Так что и история литературы «учебная», и история литературы «измышленная» могут вполне успешно существовать в наше время, будучи более или менее полезными, но в то же время очень ограниченными в своем употреблении. Они годятся или для мало знающих и далеко еще не готовых самостоятельно работать в данной сфере учащихся, или для подверженных литературной моде журналистов, охотно тиражирующих красивые слова, не имея ни времени, ни желания вдуматься в их смысл.
Однако вполне вещественно существует и третья история литературы, представляющая собою серьезную филологическую дисциплину, лишь отчасти находящую себе выражение в двух-, четырех- или десятитомных сводах. Эта история литературы призвана не конструировать некую фиктивную реальность, а разбираться в той реальности, которая существовала некоторое количество (все равно — несколько тысяч или несколько десятков) лет назад, и описывать ее как совокупность достаточно сложных проблем, особенно сложных в силу того, что мы уже знаем их не в силу непосредственного переживания, а как нечто чуждое, доступное лишь научному изучению. Эта в общем-то банальность относится, однако, к сфере формулировок, а не того, что выполняется на деле. Вряд ли найдется серьезный специалист, который бы не согласился с нашими словами, — но вряд ли найдется очень много тех, кто стремится в полной мере осознать свою ответственность перед временем, предстоящим его вниманию.

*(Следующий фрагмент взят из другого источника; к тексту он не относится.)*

// SPDX-License-Identifier: MPL-2.0
//! Immutable catalog of animation demos.
//!
//! The catalog is the data layer of the showcase: a fixed set of entries
//! grouped by category. Each entry carries the style rule, the markup it
//! applies to, and an optional script snippet, plus a [`Motion`] spec that
//! drives the live canvas preview. Display customization (duration, easing)
//! never mutates catalog data; it only rewrites the *displayed* snippet.

/// Animation categories, in tab order.
#[derive(Debug, Clone, Copy, PartialEq, Eq, Default)]
pub enum Category {
    #[default]
    Transitions,
    Keyframes,
    Scroll,
    Interactive,
    Text,
}

impl Category {
    /// All categories in display order.
    pub const ALL: [Category; 5] = [
        Category::Transitions,
        Category::Keyframes,
        Category::Scroll,
        Category::Interactive,
        Category::Text,
    ];

    /// i18n key for the category tab label.
    #[must_use]
    pub fn label_key(self) -> &'static str {
        match self {
            Category::Transitions => "category-transitions",
            Category::Keyframes => "category-keyframes",
            Category::Scroll => "category-scroll",
            Category::Interactive => "category-interactive",
            Category::Text => "category-text",
        }
    }

    /// Stable identifier used for persisted state.
    #[must_use]
    pub fn id(self) -> &'static str {
        match self {
            Category::Transitions => "transitions",
            Category::Keyframes => "keyframes",
            Category::Scroll => "scroll",
            Category::Interactive => "interactive",
            Category::Text => "text",
        }
    }

    /// Parses a persisted identifier back into a category.
    #[must_use]
    pub fn from_id(id: &str) -> Option<Self> {
        Self::ALL.into_iter().find(|c| c.id() == id)
    }

    /// Next category in tab order, wrapping past the end.
    #[must_use]
    pub fn next(self) -> Self {
        let index = Self::ALL.iter().position(|c| *c == self).unwrap_or(0);
        Self::ALL[(index + 1) % Self::ALL.len()]
    }

    /// Previous category in tab order, wrapping before the start.
    #[must_use]
    pub fn prev(self) -> Self {
        let index = Self::ALL.iter().position(|c| *c == self).unwrap_or(0);
        Self::ALL[(index + Self::ALL.len() - 1) % Self::ALL.len()]
    }
}

/// How a preview animates its demo shape.
#[derive(Debug, Clone, Copy, PartialEq, Eq)]
pub enum MotionKind {
    Fade,
    Scale,
    SlideLeft,
    Rotate,
    ColorShift,
    Pulse,
    Shake,
    Bounce,
    Spin,
    FadeInScale,
    RevealUp,
    RevealLeft,
    RevealRight,
    Float,
    Grow,
    Glow,
    Ripple,
    Typewriter,
    GradientText,
    LetterSpacing,
    Blur,
}

/// Preview motion spec for an entry.
#[derive(Debug, Clone, Copy, PartialEq, Eq)]
pub struct Motion {
    pub kind: MotionKind,
    /// Base duration of one cycle in milliseconds.
    pub duration_ms: u64,
    /// Whether the preview loops (infinite animations) or plays once.
    pub repeats: bool,
}

/// A single catalog entry.
#[derive(Debug, Clone, Copy, PartialEq, Eq)]
pub struct CatalogEntry {
    /// Stable identifier (also used to select an expanded card).
    pub id: &'static str,
    /// i18n key for the display name.
    pub name_key: &'static str,
    /// i18n key for the one-line description.
    pub description_key: &'static str,
    /// Style rule snippet.
    pub style: &'static str,
    /// Markup snippet the rule applies to.
    pub markup: &'static str,
    /// Optional script snippet.
    pub script: Option<&'static str>,
    /// Preview motion spec.
    pub motion: Motion,
    /// Whether the entry is transition-based and accepts duration/easing
    /// customization of its displayed snippet.
    pub customizable: bool,
}

/// Returns the entries of a category, in display order.
#[must_use]
pub fn entries(category: Category) -> &'static [CatalogEntry] {
    match category {
        Category::Transitions => TRANSITIONS,
        Category::Keyframes => KEYFRAMES,
        Category::Scroll => SCROLL,
        Category::Interactive => INTERACTIVE,
        Category::Text => TEXT,
    }
}

/// Looks an entry up by identifier across all categories.
#[must_use]
pub fn find(id: &str) -> Option<&'static CatalogEntry> {
    Category::ALL
        .iter()
        .flat_map(|c| entries(*c).iter())
        .find(|e| e.id == id)
}

const TRANSITIONS: &[CatalogEntry] = &[
    CatalogEntry {
        id: "fade-in-out",
        name_key: "anim-fade-in-out-name",
        description_key: "anim-fade-in-out-desc",
        style: ".fade-in-out {\n  transition: opacity 0.5s ease;\n}\n\n.fade-in-out:hover {\n  opacity: 0.5;\n}",
        markup: "<div class=\"fade-in-out\">Hover over me</div>",
        script: None,
        motion: Motion {
            kind: MotionKind::Fade,
            duration_ms: 500,
            repeats: false,
        },
        customizable: true,
    },
    CatalogEntry {
        id: "scale-up",
        name_key: "anim-scale-up-name",
        description_key: "anim-scale-up-desc",
        style: ".scale-up {\n  transition: transform 0.5s ease;\n}\n\n.scale-up:hover {\n  transform: scale(1.2);\n}",
        markup: "<div class=\"scale-up\">Hover over me</div>",
        script: None,
        motion: Motion {
            kind: MotionKind::Scale,
            duration_ms: 500,
            repeats: false,
        },
        customizable: true,
    },
    CatalogEntry {
        id: "slide-left",
        name_key: "anim-slide-left-name",
        description_key: "anim-slide-left-desc",
        style: ".slide-left {\n  transition: transform 0.5s ease;\n}\n\n.slide-left:hover {\n  transform: translateX(-20px);\n}",
        markup: "<div class=\"slide-left\">Hover over me</div>",
        script: None,
        motion: Motion {
            kind: MotionKind::SlideLeft,
            duration_ms: 500,
            repeats: false,
        },
        customizable: true,
    },
    CatalogEntry {
        id: "rotate-360",
        name_key: "anim-rotate-360-name",
        description_key: "anim-rotate-360-desc",
        style: ".rotate-360 {\n  transition: transform 0.7s ease;\n}\n\n.rotate-360:hover {\n  transform: rotate(360deg);\n}",
        markup: "<div class=\"rotate-360\">Hover over me</div>",
        script: None,
        motion: Motion {
            kind: MotionKind::Rotate,
            duration_ms: 700,
            repeats: false,
        },
        customizable: true,
    },
    CatalogEntry {
        id: "color-shift",
        name_key: "anim-color-shift-name",
        description_key: "anim-color-shift-desc",
        style: ".color-shift {\n  transition: background-color 0.5s ease,\n              color 0.5s ease,\n              box-shadow 0.5s ease;\n}\n\n.color-shift:hover {\n  background: var(--accent-color);\n  color: white;\n  box-shadow: 0 10px 25px rgba(8, 145, 178, 0.4);\n}",
        markup: "<div class=\"color-shift\">Hover over me</div>",
        script: None,
        motion: Motion {
            kind: MotionKind::ColorShift,
            duration_ms: 500,
            repeats: false,
        },
        customizable: true,
    },
];

const KEYFRAMES: &[CatalogEntry] = &[
    CatalogEntry {
        id: "pulse",
        name_key: "anim-pulse-name",
        description_key: "anim-pulse-desc",
        style: "@keyframes pulse {\n  0%, 100% { transform: scale(1); }\n  50% { transform: scale(1.1); }\n}\n\n.pulse {\n  animation: pulse 1.5s infinite;\n}",
        markup: "<div class=\"pulse\">Pulse Animation</div>",
        script: None,
        motion: Motion {
            kind: MotionKind::Pulse,
            duration_ms: 1500,
            repeats: true,
        },
        customizable: false,
    },
    CatalogEntry {
        id: "shake",
        name_key: "anim-shake-name",
        description_key: "anim-shake-desc",
        style: "@keyframes shake {\n  0%, 100% { transform: translateX(0); }\n  10%, 30%, 50%, 70%, 90% { transform: translateX(-5px); }\n  20%, 40%, 60%, 80% { transform: translateX(5px); }\n}\n\n.shake {\n  animation: shake 0.8s ease-in-out;\n}",
        markup: "<div class=\"shake\">Shake Animation</div>",
        script: Some("// Optionally trigger shake with a script\nconst el = document.querySelector('.shake');\nel.addEventListener('click', () => {\n  el.classList.remove('shake');\n  void el.offsetWidth; // Force reflow\n  el.classList.add('shake');\n});"),
        motion: Motion {
            kind: MotionKind::Shake,
            duration_ms: 800,
            repeats: false,
        },
        customizable: false,
    },
    CatalogEntry {
        id: "bounce",
        name_key: "anim-bounce-name",
        description_key: "anim-bounce-desc",
        style: "@keyframes bounce {\n  0%, 20%, 50%, 80%, 100% { transform: translateY(0); }\n  40% { transform: translateY(-20px); }\n  60% { transform: translateY(-10px); }\n}\n\n.bounce {\n  animation: bounce 2s infinite;\n}",
        markup: "<div class=\"bounce\">Bounce Animation</div>",
        script: None,
        motion: Motion {
            kind: MotionKind::Bounce,
            duration_ms: 2000,
            repeats: true,
        },
        customizable: false,
    },
    CatalogEntry {
        id: "spin",
        name_key: "anim-spin-name",
        description_key: "anim-spin-desc",
        style: "@keyframes spin {\n  0% { transform: rotate(0deg); }\n  100% { transform: rotate(360deg); }\n}\n\n.spin {\n  animation: spin 2s linear infinite;\n}",
        markup: "<div class=\"spin\">Spin Animation</div>",
        script: None,
        motion: Motion {
            kind: MotionKind::Spin,
            duration_ms: 2000,
            repeats: true,
        },
        customizable: false,
    },
    CatalogEntry {
        id: "fade-in-scale",
        name_key: "anim-fade-in-scale-name",
        description_key: "anim-fade-in-scale-desc",
        style: "@keyframes fadeInScale {\n  0% { opacity: 0; transform: scale(0.8); }\n  100% { opacity: 1; transform: scale(1); }\n}\n\n.fade-in-scale {\n  animation: fadeInScale 1s cubic-bezier(0.4, 0, 0.2, 1);\n}",
        markup: "<div class=\"fade-in-scale\">Fade In Scale</div>",
        script: Some("// Replay the entrance with a script\nfunction replayAnimation(element) {\n  element.classList.remove('fade-in-scale');\n  void element.offsetWidth; // Force reflow\n  element.classList.add('fade-in-scale');\n}"),
        motion: Motion {
            kind: MotionKind::FadeInScale,
            duration_ms: 1000,
            repeats: false,
        },
        customizable: false,
    },
];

В литературоведческой повседневности чаще всего приходится сталкиваться с тем положением дел, которое описывается знаменитой фразой: «Чего у вас ни хватишься — ничего нет». Над «Телемахидой» и большинством прочих сочинений Тредиаковского до сих пор тяготеет проклятие Екатерины. Нет достойного издания Сумарокова[65]. Нет Державина, могущего посоперничать с гротовским. Только начинаются полные Жуковский, Фет и Ба(о)ратынский. Стыдно сказать, но новый (а фактически первый) академический Пушкин завяз, как и прежние два. Чуть не в каждом книжном магазине под сочинения разных достойнейших авторов о Пушкине отведена полка, а то и больше, тогда как ждать издания его сочинений, которое бы впитало в себя все заслуживающее внимания, что было сделано за пятьдесят с лишком лет после окончания предыдущего, придется еще немало лет, а если оно и будет потороплено волей некоего распорядителя, то неминуемо выйдет несравненно хуже своего предшественника. Продолжать ли?
64
Лейбов Р. Клеопатра, четырехстопный хорей и Суэцкий канал: из комментариев к лирике Тютчева // Studia Russica Helsingiensia et Tartuensia VIII. История и историософия в литературном преломлении. Tartu, [2002]. С. 207–208.
65
К 2009 году положение несколько улучшилось, хотя теперь сочинения Тредиаковского и Сумарокова стали раритетными по другому принципу — цена выходит за пределы всяких разумных соображений.